たぶん、僕を試したのだ。自分の願いを、いつ、どのような形で叶えてくれるかどうかを。
何のために?
もちろん、自分の理想の相手かどうかを、調べるため。
だとすると、僕は彼女好みの男だったということになる。でも、気づくのがあまりにも遅すぎた。
いや、そんなことはない。今でも連絡を待っている。すぐに行動を起こせば、何らかの反応が返ってくる。スニーカーのことを思い出させたのが、彼女の念力だった可能性もあるぞ。
他人に見せるような作文でないことは分かっていながら、小学三年生のときの作文をネット上にアップすることにしたのは、そのような強引な思い込みがあったからだ。

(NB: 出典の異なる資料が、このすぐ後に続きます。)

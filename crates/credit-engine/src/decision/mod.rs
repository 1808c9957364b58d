//! Credit risk decision engine: factor scoring, critical-gate validation,
//! risk classification, bureau blending, and the evaluation facade.

pub mod bureau;
pub mod cache;
pub(crate) mod classify;
pub mod config;
pub mod domain;
pub(crate) mod factors;
pub(crate) mod gates;
pub mod repository;
pub mod router;
pub(crate) mod scoring;
pub mod service;

#[cfg(test)]
mod tests;

pub use bureau::{BureauError, BureauGateway, SimulatedBureau, StaticBureau};
pub use cache::LatestResultCache;
pub use config::{
    BlendMode, ConfigViolation, EngineConfig, FactorWeights, GatePolicy, SectorTable,
    StrategyProfile, StrategyTable, TierPolicy, TierTerms,
};
pub use domain::{
    ApplicantProfile, BureauSnapshot, DocumentId, EvaluationId, EvaluationRecord,
    EvaluationStatus, EvaluationView, FactorKind, GateFinding, GateRule, GateSeverity,
    LoanRequest, RiskAssessment, RiskTier, ScoreComponent, StrategyKind,
};
pub use factors::ValidationError;
pub use repository::{EvaluationRepository, RepositoryError};
pub use router::{decision_router, EvaluationRequest};
pub use scoring::InvariantViolation;
pub use service::{Decision, DecisionService, EvaluationError};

もちろんその時の僕は、その試みが見事な空振りに終わるなんて、夢にも思っていない。
★ ★ ★
月日の流れるのは早い。
今日は、腹式七回シネマ館がオープンしてから数年経った僕の誕生日。
でも、特別なことは何もしない。コーラを飲みながら、いつもの作業。
しかし、三日前からシネマ館の調子が、おかしくなった。
映像が切り替わったまま、画面は真っ暗。音声もゼロの状態が続いている。手のほどこしようがないから、昨日から閉館状態。
製品に故障は、つきものだが、僕の頭の中でしか見えないものを、修理に出せるはずがない。
しかし、望みはもっている。ものごとの大半は時間が解決してくれる。人事を尽くして天命を待つだけ。
そんなことを考えながら、コーラを飲んでいたとき携帯が鳴った。